» **Exercise requirements**: Scan the lines below and report each one containing "firing" by copying it.
════
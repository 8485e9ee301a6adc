// SPDX-License-Identifier: Apache-2.0 OR MIT
// Copyright (c) 2025-2026 naskel.com

//! # hdds-action - WaitSets and action servers for the HDDS client layer
//!
//! Two mechanisms of a ROS 2 style client library, with the transport kept
//! behind a trait:
//!
//! - a **waitset** that blocks once across subscriptions, timers, clients,
//!   services and guard conditions, dispatching through composable
//!   [`Waitable`] objects
//! - an **action server** that tracks concurrent goals, each with its own
//!   state machine, and serves goal, cancel and result requests
//!
//! ## Architecture
//!
//! ```text
//! +---------------------------------------------------------------------+
//! |  Executor: add_to_wait_set -> wait -> update -> execute             |
//! +---------------------------------------------------------------------+
//! |  Waitables: EntityWaitable | CompositeWaitable | ActionServer       |
//! +---------------------------------------------------------------------+
//! |  WaitSet: per-kind slots, exclusive membership, WaitDriver wakeups  |
//! +---------------------------------------------------------------------+
//! |  Entities: EntityHandle | Timer | GuardCondition                    |
//! +---------------------------------------------------------------------+
//! |  ActionTransport (IntraProcessTransport, or a real middleware)      |
//! +---------------------------------------------------------------------+
//! ```
//!
//! ## Key Types
//!
//! | Type | Description |
//! |------|-------------|
//! | [`WaitSet`] | One blocking wait across registered primitives |
//! | [`Waitable`] | Readiness counts, registration, update, execute |
//! | [`Executor`] | Reference single-threaded dispatch loop |
//! | [`ActionServer`] | Goal map, request dispatch, status publication |
//! | [`GoalHandle`] | Per-goal state machine shared with the execution routine |
//!
//! ## Quick Start
//!
//! ```rust,no_run
//! use hdds_action::{Executor, GuardCondition, EntityWaitable};
//! use std::sync::Arc;
//! use std::time::Duration;
//!
//! # fn main() -> hdds_action::Result<()> {
//! let executor = Executor::new();
//! let guard = Arc::new(GuardCondition::new());
//! executor.add_waitable(Arc::new(EntityWaitable::guard_condition(guard.clone(), || {
//!     println!("woken");
//!     Ok(())
//! })));
//!
//! guard.trigger();
//! executor.spin_once(Some(Duration::from_millis(100)))?;
//! # Ok(())
//! # }
//! ```

pub mod action;
pub mod config;
pub mod entity;
pub mod error;
pub mod executor;
pub mod rt;
pub mod waitable;
pub mod waitset;

pub use action::{
    ActionServer, ActionServerBuilder, ActionTransport, ActionType, CancelResponse, GoalHandle,
    GoalId, GoalResponse, GoalStatus, IntraProcessTransport,
};
pub use config::{ActionServerOptions, ExecutorOptions};
pub use entity::{EntityHandle, EntityId, EntityKind, GuardCondition, Timer, WaitEntity};
pub use error::{Error, Result};
pub use executor::Executor;
pub use waitable::{CompositeWaitable, EntityWaitable, Waitable};
pub use waitset::{WaitResult, WaitSet, WaitSetCapacity};
// SPDX-License-Identifier: Apache-2.0 OR MIT
// Copyright (c) 2025-2026 naskel.com

use super::{next_entity_id, EntityId, EntityKind, Membership, WaitEntity};
use crate::error::{Error, Result};
use parking_lot::Mutex;
use std::time::{Duration, Instant};

/// Deadline-driven primitive.
///
/// A periodic timer re-arms itself on [`take`](WaitEntity::take), skipping
/// any periods it missed. A one-shot timer disarms itself instead and stays
/// idle until [`reset`](Timer::reset) or [`reset_at`](Timer::reset_at).
#[derive(Debug)]
pub struct Timer {
    id: EntityId,
    interval: Duration,
    repeat: bool,
    deadline: Mutex<Option<Instant>>,
    membership: Membership,
}

impl Timer {
    fn build(interval: Duration, repeat: bool, deadline: Option<Instant>) -> Self {
        Self {
            id: next_entity_id(),
            interval,
            repeat,
            deadline: Mutex::new(deadline),
            membership: Membership::new(),
        }
    }

    /// Timer firing every `period`, first after one full period.
    pub fn periodic(period: Duration) -> Result<Self> {
        if period.is_zero() {
            return Err(Error::InvalidArgument(
                "timer period must be > 0".to_string(),
            ));
        }
        Ok(Self::build(period, true, Instant::now().checked_add(period)))
    }

    /// Timer firing once after `delay`. A delay past the clock's range
    /// leaves the timer disarmed.
    #[must_use]
    pub fn one_shot(delay: Duration) -> Self {
        Self::build(delay, false, Instant::now().checked_add(delay))
    }

    /// One-shot timer created disarmed; arm it with [`reset_at`](Self::reset_at).
    #[must_use]
    pub fn disarmed() -> Self {
        Self::build(Duration::ZERO, false, None)
    }

    #[must_use]
    pub fn is_periodic(&self) -> bool {
        self.repeat
    }

    #[must_use]
    pub fn interval(&self) -> Duration {
        self.interval
    }

    /// Re-arm one interval from now, or disarm if that is out of range.
    pub fn reset(&self) {
        match Instant::now().checked_add(self.interval) {
            Some(deadline) => self.reset_at(deadline),
            None => self.cancel(),
        }
    }

    /// Re-arm at an explicit instant.
    pub fn reset_at(&self, deadline: Instant) {
        *self.deadline.lock() = Some(deadline);
        self.membership.notify();
    }

    /// Arm at `deadline` unless already armed for an earlier instant.
    pub fn reset_at_earliest(&self, deadline: Instant) {
        {
            let mut slot = self.deadline.lock();
            if slot.is_some_and(|current| current <= deadline) {
                return;
            }
            *slot = Some(deadline);
        }
        self.membership.notify();
    }

    /// Disarm until the next reset.
    pub fn cancel(&self) {
        *self.deadline.lock() = None;
        self.membership.notify();
    }

    #[must_use]
    pub fn is_canceled(&self) -> bool {
        self.deadline.lock().is_none()
    }

    /// Time left before the timer is ready; zero when overdue, `None` when disarmed.
    #[must_use]
    pub fn time_until_trigger(&self) -> Option<Duration> {
        let deadline = (*self.deadline.lock())?;
        Some(deadline.saturating_duration_since(Instant::now()))
    }

    fn next_after(&self, deadline: Instant, now: Instant) -> Option<Instant> {
        let interval_ns = self.interval.as_nanos().max(1);
        let behind_ns = now.saturating_duration_since(deadline).as_nanos();
        let periods = behind_ns / interval_ns + 1;
        let advance = u64::try_from(interval_ns.saturating_mul(periods)).ok()?;
        deadline.checked_add(Duration::from_nanos(advance))
    }
}

impl WaitEntity for Timer {
    fn entity_id(&self) -> EntityId {
        self.id
    }

    fn kind(&self) -> EntityKind {
        EntityKind::Timer
    }

    fn is_ready(&self) -> bool {
        self.deadline
            .lock()
            .is_some_and(|deadline| deadline <= Instant::now())
    }

    fn take(&self) -> bool {
        let mut slot = self.deadline.lock();
        let now = Instant::now();
        match *slot {
            Some(deadline) if deadline <= now => {
                *slot = if self.repeat {
                    self.next_after(deadline, now)
                } else {
                    None
                };
                true
            }
            _ => false,
        }
    }

    fn next_deadline(&self) -> Option<Instant> {
        *self.deadline.lock()
    }

    fn membership(&self) -> &Membership {
        &self.membership
    }
}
════
» **Response area**:
    /// Timer firing every `period`, first after one full period.
    /// Timer firing once after `delay`. A delay past the clock's range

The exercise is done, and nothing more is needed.